Chris Hobson wrote the main article, “Blake, Paul, and Sexual Antinomianism,” in the winter 2018–19 issue of Blake. In the course of our correspondence he told me that he’d just published James Baldwin and the Heavenly City: Prophecy, Apocalypse, and Doubt, and that he sees Baldwin and Blake “as very similar figures despite the obvious differences in century, nationality, race. They share ideas of social change adapted from Revelation (for each, the central Bible text), as well as on sexuality and a rejection of false holiness.” Thus the germ of this Q&A was planted; many thanks to Chris for taking part.

Cover image courtesy of Michigan State University Press; artwork is Aaron Douglas, Into Bondage, (c) heirs of Aaron Douglas/licensed by VAGA, used with permission.

Which author did you encounter first, and what are the themes their works share that are of interest to you?

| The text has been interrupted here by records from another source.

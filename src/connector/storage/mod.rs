mod bm25_index;
mod catalog;
mod file_index;
mod fuzzy_index;

pub use bm25_index::*;
pub use catalog::*;
pub use file_index::*;
pub use fuzzy_index::*;
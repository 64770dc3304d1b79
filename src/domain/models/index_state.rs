use serde::{Deserialize, Serialize};

/// Snapshot of what the last successful index run covered. Persisted as
/// `index-state.json` under the data directory.
#[derive(Debug, Clone, Default, PartialEq, Serialize, Deserialize)]
#[serde(rename_all = "camelCase")]
pub struct IndexState {
    pub last_indexed_commit: Option<String>,
    pub last_indexed_at: u64,
    pub branch: Option<String>,
    pub total_files: usize,
    pub includes_uncommitted: bool,
}

impl IndexState {
    pub fn has_prior_run(&self) -> bool {
        self.last_indexed_at > 0
    }

    /// True when the recorded branch differs from the current one; a branch
    /// switch invalidates the incremental path.
    pub fn branch_changed(&self, current: Option<&str>) -> bool {
        match (&self.branch, current) {
            (Some(prev), Some(cur)) => prev != cur,
            (None, None) => false,
            _ => true,
        }
    }
}
impl ParserService for TreeSitterParser {
    fn extract_nodes(
        &self,
        content: &str,
        language: Language,
    ) -> Result<Option<Vec<ParsedNode>>, DomainError> {
        let Some(tree) = self.parse(content, language)? else {
            return Ok(None);
        };

        let mut nodes = Vec::new();
        let mut scope = Vec::new();
        Self::collect_nodes(tree.root_node(), content, language, &mut scope, &mut nodes);

        debug!("Extracted {} declared constructs ({})", nodes.len(), language);
        Ok(Some(nodes))
    }

    fn extract_file_xref(
        &self,
        content: &str,
        rel_path: &str,
        language: Language,
    ) -> Result<FileXref, DomainError> {
        let Some(tree) = self.parse(content, language)? else {
            return Ok(FileXref::default());
        };
        let root = tree.root_node();

        let mut definitions = Vec::new();
        let mut scope = Vec::new();
        Self::collect_definitions(root, content, rel_path, &mut scope, &mut definitions);

        let mut raw_calls = Vec::new();
        Self::collect_calls(root, content, language, &mut raw_calls);

        // Assign each call its tightest enclosing definition and record the
        // call under every definition whose span contains it.
        let mut calls = Vec::with_capacity(raw_calls.len());
        let mut seen_per_def: Vec<HashSet<String>> =
            definitions.iter().map(|_| HashSet::new()).collect();

        for (name, line) in raw_calls {
            let mut caller = MODULE_CALLER.to_string();
            let mut tightest_span = u32::MAX;
            for def in &definitions {
                if def.start_line <= line && line <= def.end_line {
                    let span = def.end_line - def.start_line;
                    if span < tightest_span {
                        tightest_span = span;
                        caller = def.qualified_name.clone();
                    }
                }
            }
            for (def, seen) in definitions.iter_mut().zip(seen_per_def.iter_mut()) {
                if def.start_line <= line && line <= def.end_line && seen.insert(name.clone()) {
                    def.calls.push(name.clone());
                }
            }
            calls.push((
                name,
                CallSite {
                    file: rel_path.to_string(),
                    line,
                    caller,
                },
            ));
        }

        debug!(
            "Extracted {} definitions, {} calls from {} ({})",
            definitions.len(),
            calls.len(),
            rel_path,
            language
        );

        Ok(FileXref { definitions, calls })
    }

    fn extract_imports(
        &self,
        content: &str,
        language: Language,
    ) -> Result<Vec<ImportStatement>, DomainError> {
        let Some(tree) = self.parse(content, language)? else {
            return Ok(Vec::new());
        };
        let mut imports = Vec::new();
        Self::collect_imports(tree.root_node(), content, language, &mut imports);
        Ok(imports)
    }

    fn file_context_span(
        &self,
        content: &str,
        language: Language,
    ) -> Result<Option<u32>, DomainError> {
        const HEADER_LINE_CEILING: u32 = 200;

        let Some(tree) = self.parse(content, language)? else {
            return Ok(None);
        };

        let root = tree.root_node();
        let mut end_of_header: Option<u32> = None;
        let mut cursor = root.walk();
        for child in root.named_children(&mut cursor) {
            if start_line(child) > HEADER_LINE_CEILING {
                break;
            }
            if !Self::is_header_node(child) {
                break;
            }
            end_of_header = Some(end_line(child));
        }
        Ok(end_of_header)
    }

    fn supported_languages(&self) -> Vec<Language> {
        self.supported_languages.clone()
    }
}
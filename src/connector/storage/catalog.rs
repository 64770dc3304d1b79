use std::path::{Path, PathBuf};
use std::sync::RwLock;

use tracing::{debug, warn};

use super::bm25_index::{Bm25Index, BM25_INDEX_NAME};
use super::file_index::write_atomic;
use super::fuzzy_index::{FuzzySymbolIndex, FUZZY_INDEX_NAME};
use crate::domain::{DomainError, IndexState, XrefGraph};

pub const XREF_GRAPH_NAME: &str = "xref-graph.json";
pub const INDEX_STATE_NAME: &str = "index-state.json";

/// The retrieval artifacts shared between the indexing pipeline (single
/// writer) and the query paths (readers): the BM25 index, the fuzzy symbol
/// index and the cross-reference graph.
///
/// Locks are synchronous on purpose: posting updates and graph merges are
/// pure computation and must not suspend.
pub struct IndexCatalog {
    data_dir: PathBuf,
    pub bm25: RwLock<Bm25Index>,
    pub fuzzy: RwLock<FuzzySymbolIndex>,
    pub xref: RwLock<XrefGraph>,
}

impl IndexCatalog {
    /// Load every artifact from `data_dir`; missing or unreadable files
    /// start empty.
    pub async fn load(data_dir: &Path) -> Self {
        let bm25 = match tokio::fs::read(data_dir.join(BM25_INDEX_NAME)).await {
            Ok(bytes) => Bm25Index::deserialize(&bytes).unwrap_or_else(|e| {
                warn!("Discarding BM25 snapshot: {}", e);
                Bm25Index::new()
            }),
            Err(_) => Bm25Index::new(),
        };

        let fuzzy = match tokio::fs::read(data_dir.join(FUZZY_INDEX_NAME)).await {
            Ok(bytes) => FuzzySymbolIndex::deserialize(&bytes).unwrap_or_else(|e| {
                warn!("Discarding fuzzy snapshot: {}", e);
                FuzzySymbolIndex::new()
            }),
            Err(_) => FuzzySymbolIndex::new(),
        };

        let xref = match tokio::fs::read_to_string(data_dir.join(XREF_GRAPH_NAME)).await {
            Ok(raw) => XrefGraph::deserialize_json(&raw).unwrap_or_else(|e| {
                warn!("Discarding unreadable xref graph: {}", e);
                XrefGraph::new()
            }),
            Err(_) => XrefGraph::new(),
        };

        debug!(
            "Loaded index catalog from {} (bm25: {} docs, fuzzy: {} symbols, xref: {} defs)",
            data_dir.display(),
            bm25.len(),
            fuzzy.len(),
            xref.definition_count()
        );

        Self {
            data_dir: data_dir.to_path_buf(),
            bm25: RwLock::new(bm25),
            fuzzy: RwLock::new(fuzzy),
            xref: RwLock::new(xref),
        }
    }

    pub fn in_memory() -> Self {
        Self {
            data_dir: PathBuf::new(),
            bm25: RwLock::new(Bm25Index::new()),
            fuzzy: RwLock::new(FuzzySymbolIndex::new()),
            xref: RwLock::new(XrefGraph::new()),
        }
    }

    fn persistent(&self) -> bool {
        !self.data_dir.as_os_str().is_empty()
    }

    pub async fn save_xref(&self) -> Result<(), DomainError> {
        if !self.persistent() {
            return Ok(());
        }
        let json = {
            let xref = self.xref.read().expect("xref lock poisoned");
            xref.serialize_json()
                .map_err(|e| DomainError::storage(format!("Failed to encode xref graph: {}", e)))?
        };
        write_atomic(&self.data_dir.join(XREF_GRAPH_NAME), json.as_bytes()).await
    }

    pub async fn save_bm25(&self) -> Result<(), DomainError> {
        if !self.persistent() {
            return Ok(());
        }
        let bytes = {
            let bm25 = self.bm25.read().expect("bm25 lock poisoned");
            bm25.serialize()?
        };
        write_atomic(&self.data_dir.join(BM25_INDEX_NAME), &bytes).await
    }

    pub async fn save_fuzzy(&self) -> Result<(), DomainError> {
        if !self.persistent() {
            return Ok(());
        }
        let bytes = {
            let fuzzy = self.fuzzy.read().expect("fuzzy lock poisoned");
            fuzzy.serialize()?
        };
        write_atomic(&self.data_dir.join(FUZZY_INDEX_NAME), &bytes).await
    }
}

pub async fn load_index_state(data_dir: &Path) -> IndexState {
    match tokio::fs::read_to_string(data_dir.join(INDEX_STATE_NAME)).await {
        Ok(raw) => serde_json::from_str(&raw).unwrap_or_else(|e| {
            warn!("Discarding unreadable index state: {}", e);
            IndexState::default()
        }),
        Err(_) => IndexState::default(),
    }
}

pub async fn save_index_state(data_dir: &Path, state: &IndexState) -> Result<(), DomainError> {
    let json = serde_json::to_string_pretty(state)
        .map_err(|e| DomainError::storage(format!("Failed to encode index state: {}", e)))?;
    write_atomic(&data_dir.join(INDEX_STATE_NAME), json.as_bytes()).await
}

#[cfg(test)]
mod tests {
    use super::*;
    use crate::connector::storage::bm25_index::Bm25DocMeta;
    use tempfile::TempDir;

    #[tokio::test]
    async fn test_catalog_round_trip() {
        let dir = TempDir::new().unwrap();

        let catalog = IndexCatalog::load(dir.path()).await;
        catalog.bm25.write().unwrap().add_document(
            "a.rs:1:3",
            "alpha beta",
            Bm25DocMeta::default(),
        );
        catalog.save_bm25().await.unwrap();
        catalog.save_xref().await.unwrap();
        catalog.save_fuzzy().await.unwrap();

        let reloaded = IndexCatalog::load(dir.path()).await;
        assert_eq!(reloaded.bm25.read().unwrap().len(), 1);
        assert!(reloaded.fuzzy.read().unwrap().is_empty());
    }

    #[tokio::test]
    async fn test_index_state_round_trip() {
        let dir = TempDir::new().unwrap();
        let state = IndexState {
            last_indexed_commit: Some("abc".to_string()),
            last_indexed_at: 99,
            branch: Some("main".to_string()),
            total_files: 4,
            includes_uncommitted: false,
        };
        save_index_state(dir.path(), &state).await.unwrap();
        assert_eq!(load_index_state(dir.path()).await, state);
    }

    #[tokio::test]
    async fn test_missing_files_start_empty() {
        let dir = TempDir::new().unwrap();
        let catalog = IndexCatalog::load(dir.path()).await;
        assert!(catalog.bm25.read().unwrap().is_empty());
        assert!(catalog.fuzzy.read().unwrap().is_empty());
        assert_eq!(load_index_state(dir.path()).await, IndexState::default());
    }
}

I read Baldwin first, starting with The Fire Next Time on publication (1963), then Giovanni’s Room (extremely influential for me) a year or so later, then Another Country—Baldwin’s breakout 1962 social conflict novel—a couple of years after that. I didn’t read the rest of Baldwin until the 1980s, and, except for some of the Songs, I hadn’t read Blake seriously until then. So I read a good part of each author more or less in the same period. I was struck by how many central issues they shared: social conflict and possible liberation, understood in biblical and apocalyptic terms; sexuality, the holiness of the body, and hostility to moral law; prophecy as a literary mode. (A real understanding of the religious ideas in both came more gradually.) That two such writers so widely separated in time and background cultures share so much has long fascinated me. The commonalities extend even to secondary matters—for example, Baldwin uses “the righteous” and “the damned” in If Beale Street Could Talk, his fifth novel, almost exactly in the inverted, ironic-polemical way Blake uses “the Elect” and “the Reprobate” in Milton. Yet, judging from actual quotations, Baldwin knew little of Blake besides some Songs, “Auguries of Innocence,” and (importantly) “The Everlasting Gospel”—some of the more accessible works found in an anthology such as Alfred Kazin’s The Portable Blake (1946).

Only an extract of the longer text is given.